Debe ser la vejez, que es insomne. Cuando dormía lo hacía confiado en la juventud de los otros que hipócritamente me obsequiaban con aire coloquial, mimando mis necesidades, saludando mis desprendimientos, serruchando con esmero los cuatro pilares de mi casa. Cuando finalmente enfermé la luz llevaba ya tiempo apagada y en la cocina sólo había una torre de trastos sucios que ya no tuve fuerzas para lavar. Había iniciado mi vuelta dolorosa a los brazos del tiempo, un retorno involuntario producto de los falsos afectos que no se sostuvieron y las alegrías planeadas que no se concretaron y los entusiasmos sinceros que la juventud preciosa y encargada tan sólo de sí misma no tuvo dificultad en aplastar como a un mal sapo.

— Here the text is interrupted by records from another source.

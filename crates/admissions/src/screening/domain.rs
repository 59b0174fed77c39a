use chrono::NaiveDate;
use serde::{Deserialize, Serialize};
use std::collections::BTreeMap;
use std::fmt;

use super::grades::{Classification, StandardGrade};

/// Identifier wrapper for catalog subjects (e.g. `ENG`, `MATH`).
#[derive(Debug, Clone, PartialEq, Eq, PartialOrd, Ord, Hash, Serialize, Deserialize)]
pub struct SubjectId(pub String);

impl SubjectId {
    pub fn new(id: impl Into<String>) -> Self {
        Self(id.into())
    }
}

impl fmt::Display for SubjectId {
    fn fmt(&self, f: &mut fmt::Formatter<'_>) -> fmt::Result {
        f.write_str(&self.0)
    }
}

/// Identifier wrapper for academic programs.
#[derive(Debug, Clone, PartialEq, Eq, Hash, Serialize, Deserialize)]
pub struct ProgramId(pub String);

impl ProgramId {
    pub fn new(id: impl Into<String>) -> Self {
        Self(id.into())
    }
}

impl fmt::Display for ProgramId {
    fn fmt(&self, f: &mut fmt::Formatter<'_>) -> fmt::Result {
        f.write_str(&self.0)
    }
}

/// Identifier wrapper for qualification-issuing systems (e.g. `LGCSE`, `COSC`).
#[derive(Debug, Clone, PartialEq, Eq, Hash, Serialize, Deserialize)]
pub struct CertificateTypeId(pub String);

impl CertificateTypeId {
    pub fn new(id: impl Into<String>) -> Self {
        Self(id.into())
    }
}

impl fmt::Display for CertificateTypeId {
    fn fmt(&self, f: &mut fmt::Formatter<'_>) -> fmt::Result {
        f.write_str(&self.0)
    }
}

/// How a certifying body reports results: one grade per subject, or a single
/// overall classification for the whole award.
#[derive(Debug, Clone, Copy, PartialEq, Eq, Serialize, Deserialize)]
#[serde(rename_all = "kebab-case")]
pub enum GradingType {
    SubjectGrades,
    Classification,
}

impl GradingType {
    pub const fn label(self) -> &'static str {
        match self {
            GradingType::SubjectGrades => "subject-grades",
            GradingType::Classification => "classification",
        }
    }
}

/// Descriptor for a certificate type known to the screening core.
#[derive(Debug, Clone, PartialEq, Eq, Serialize, Deserialize)]
pub struct CertificateType {
    pub id: CertificateTypeId,
    pub name: String,
    pub grading_type: GradingType,
}

/// An applicant's grade for one subject, already on the standard scale.
#[derive(Debug, Clone, PartialEq, Eq, Serialize, Deserialize)]
pub struct SubjectGrade {
    pub subject_id: SubjectId,
    pub grade: StandardGrade,
}

/// An applicant's grade as printed on the certificate, before normalization.
#[derive(Debug, Clone, PartialEq, Eq, Serialize, Deserialize)]
pub struct RawSubjectGrade {
    pub subject_id: SubjectId,
    pub grade: String,
}

/// Overall award from a post-secondary qualification.
#[derive(Debug, Clone, PartialEq, Eq, Serialize, Deserialize)]
pub struct PriorQualification {
    pub course_title: String,
    pub classification: Classification,
    #[serde(default, skip_serializing_if = "Option::is_none")]
    pub awarded_on: Option<NaiveDate>,
}

/// What the applicant presents for screening against one certificate type.
#[derive(Debug, Clone, PartialEq, Eq, Serialize, Deserialize)]
#[serde(tag = "kind", rename_all = "snake_case")]
pub enum QualificationClaim {
    SubjectGrades { grades: Vec<RawSubjectGrade> },
    PriorQualification { qualification: PriorQualification },
}

/// A single subject the rule cares about. `required` entries block
/// eligibility when unmet; the rest are advantageous and report-only.
#[derive(Debug, Clone, PartialEq, Eq, Serialize, Deserialize)]
pub struct SubjectRequirement {
    pub subject_id: SubjectId,
    pub minimum_grade: StandardGrade,
    pub required: bool,
}

/// A set of interchangeable subjects; any one member at or above the minimum
/// grade satisfies the entry.
#[derive(Debug, Clone, PartialEq, Eq, Serialize, Deserialize)]
pub struct SubjectGroupRequirement {
    pub name: String,
    pub subject_ids: Vec<SubjectId>,
    pub minimum_grade: StandardGrade,
    pub required: bool,
}

/// "At least `count` subjects at `grade` or better."
#[derive(Debug, Clone, Copy, PartialEq, Eq, Serialize, Deserialize)]
pub struct CountThreshold {
    pub count: u8,
    pub grade: StandardGrade,
}

/// Admission rule for subject-graded certificates.
#[derive(Debug, Clone, PartialEq, Eq, Serialize, Deserialize)]
pub struct SubjectGradeRules {
    pub minimum_grades: Vec<CountThreshold>,
    pub subjects: Vec<SubjectRequirement>,
    #[serde(default)]
    pub subject_groups: Vec<SubjectGroupRequirement>,
}

/// Admission rule for classification-graded certificates: a curated
/// allow-list of qualification titles plus a minimum award rank.
#[derive(Debug, Clone, PartialEq, Eq, Serialize, Deserialize)]
pub struct ClassificationRules {
    pub minimum_classification: Classification,
    pub courses: Vec<String>,
}

/// The rule shape a (program, certificate type) pair is screened against.
/// Adding a third kind must break every consumer at compile time.
#[derive(Debug, Clone, PartialEq, Eq, Serialize, Deserialize)]
#[serde(tag = "type", rename_all = "kebab-case")]
pub enum RequirementRule {
    SubjectGrades(SubjectGradeRules),
    Classification(ClassificationRules),
}

/// Fully-formed screening decision, returned on success and failure alike so
/// the admissions office can render an actionable explanation.
#[derive(Debug, Clone, PartialEq, Eq, Serialize, Deserialize)]
pub struct EligibilityResult {
    pub eligible: bool,
    pub reasons: Vec<String>,
    pub matched_thresholds: Vec<CountThreshold>,
    pub satisfied_required_subjects: Vec<SubjectId>,
}

/// Canonical subject identities, referenced but not owned by the core.
/// Used at the service boundary to reject unknown ids before evaluation.
#[derive(Debug, Clone, Default, PartialEq, Eq, Serialize, Deserialize)]
pub struct SubjectCatalog {
    names: BTreeMap<SubjectId, String>,
}

impl SubjectCatalog {
    pub fn new() -> Self {
        Self::default()
    }

    pub fn from_entries(entries: impl IntoIterator<Item = (SubjectId, String)>) -> Self {
        Self {
            names: entries.into_iter().collect(),
        }
    }

    pub fn insert(&mut self, id: SubjectId, name: impl Into<String>) {
        self.names.insert(id, name.into());
    }

    pub fn contains(&self, id: &SubjectId) -> bool {
        self.names.contains_key(id)
    }

    pub fn name_of(&self, id: &SubjectId) -> Option<&str> {
        self.names.get(id).map(String::as_str)
    }

    pub fn len(&self) -> usize {
        self.names.len()
    }

    pub fn is_empty(&self) -> bool {
        self.names.is_empty()
    }
}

Estoy viejo como al principio, ese es el saldo.
Es inútil que quiera morirme, me digo, aunque tanto desee el verdadero silencio y tanto me apetezca el esquema de una desaparición por agotamiento. Demasiado temprano para retiros y bastante tarde para creencias (pero esto ha sido así desde siempre y no cuentan los momentos de alucinación por mucha compañía que tuviera y mucho camelo que fuese el amor: claro). Es inútil que eleve plegarias o quejas porque ya no habrá respuesta (oídos nunca los hubo) y como no tengo pistola ni sabría dónde dar una buena cuchillada, tendré que arreglármelas desde esta obscura inmovilidad sin contar siquiera con la colaboración del amor que me quiere devorar vivo y muy lentamente y no facilitará, por tanto, una buena sobredosis de barbitúricos para inducir un sueño firme, pero irreversible.
Como en la luz, también por la noche de Santa Teresa habrá que caminar solo.